**Work to be completed:**
Only one stretch of the data below is needed. Output the lines from the one with "fn default() ->" up to and including the one with "let id = ConnectionId::new(self.next_id);", exactly as they stand.

[Dataset entries]
"""

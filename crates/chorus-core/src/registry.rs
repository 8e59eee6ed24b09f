//! Connection registry.
//!
//! Owns every live [`Connection`] keyed by [`ConnectionId`] and hands out ids
//! from a monotonic counter. Ids are allocated in increasing order, so the
//! ordered map doubles as insertion order for broadcast.
//!
//! The registry only touches output buffers. It never performs I/O and never
//! talks to the reactor: [`ConnectionRegistry::broadcast`] returns the ids
//! whose write interest must be enabled and leaves that to the server.

use std::collections::BTreeMap;

use crate::{
    connection::{Connection, ConnectionId},
    error::RegistryError,
    reactor::Socket,
};

/// Registry of live connections.
#[derive(Debug)]
pub struct ConnectionRegistry<S> {
    /// Connection ID → connection
    connections: BTreeMap<ConnectionId, Connection<S>>,
    /// Next id to hand out. Starts at 1; 0 is the listener token.
    next_id: u64,
}

impl<S> Default for ConnectionRegistry<S> {
    fn default() -> Self {
        Self { connections: BTreeMap::new(), next_id: 1 }
    }
}

impl<S: Socket> ConnectionRegistry<S> {
    /// Create a new empty registry.
    pub fn new() -> Self {
        Self::default()
    }

    /// Allocate the next connection id.
    pub fn allocate_id(&mut self) -> ConnectionId {
        let id = ConnectionId::new(self.next_id);
        self.next_id += 1;
        id
    }

    /// Register a connection under its id.
    ///
    /// # Errors
    ///
    /// - `RegistryError::DuplicateId` if the id is already registered
    pub fn add(&mut self, connection: Connection<S>) -> Result<(), RegistryError> {
        let id = connection.id();
        if self.connections.contains_key(&id) {
            return Err(RegistryError::DuplicateId(id));
        }
        self.connections.insert(id, connection);
        Ok(())
    }

    /// Remove and return a connection.
    ///
    /// # Errors
    ///
    /// - `RegistryError::NotFound` if the id is not registered
    pub fn remove(&mut self, id: ConnectionId) -> Result<Connection<S>, RegistryError> {
        self.connections.remove(&id).ok_or(RegistryError::NotFound(id))
    }

    /// Append `payload` to the output buffer of every connection except
    /// `sender`, or of every connection when `include_sender` is set.
    ///
    /// Returns the ids whose buffer went from empty to non-empty, in
    /// insertion order.
    pub fn broadcast(
        &mut self,
        sender: ConnectionId,
        payload: &[u8],
        include_sender: bool,
    ) -> Vec<ConnectionId> {
        self.connections
            .values_mut()
            .filter(|conn| include_sender || conn.id() != sender)
            .filter_map(|conn| conn.queue(payload).then(|| conn.id()))
            .collect()
    }

    /// Connection by id. `None` if not registered.
    pub fn get(&self, id: ConnectionId) -> Option<&Connection<S>> {
        self.connections.get(&id)
    }

    /// Mutable connection by id. `None` if not registered.
    pub fn get_mut(&mut self, id: ConnectionId) -> Option<&mut Connection<S>> {
        self.connections.get_mut(&id)
    }

    /// Check if a connection is registered.
    pub fn contains(&self, id: ConnectionId) -> bool {
        self.connections.contains_key(&id)
    }

    /// True when no connections are registered.
    pub fn is_empty(&self) -> bool {
        self.connections.is_empty()
    }

    /// Number of registered connections.
    pub fn len(&self) -> usize {
        self.connections.len()
    }

    /// Registered ids in insertion order.
    pub fn ids(&self) -> impl Iterator<Item = ConnectionId> + '_ {
        self.connections.keys().copied()
    }

    /// Registered connections in insertion order.
    pub fn iter(&self) -> impl Iterator<Item = &Connection<S>> + '_ {
        self.connections.values()
    }
}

"""

**Output of the task:**
    fn default() -> Self {
        Self { connections: BTreeMap::new(), next_id: 1 }
    }
}

impl<S: Socket> ConnectionRegistry<S> {
    /// Create a new empty registry.
    pub fn new() -> Self {
        Self::default()
    }

    /// Allocate the next connection id.
    pub fn allocate_id(&mut self) -> ConnectionId {
        let id = ConnectionId::new(self.next_id);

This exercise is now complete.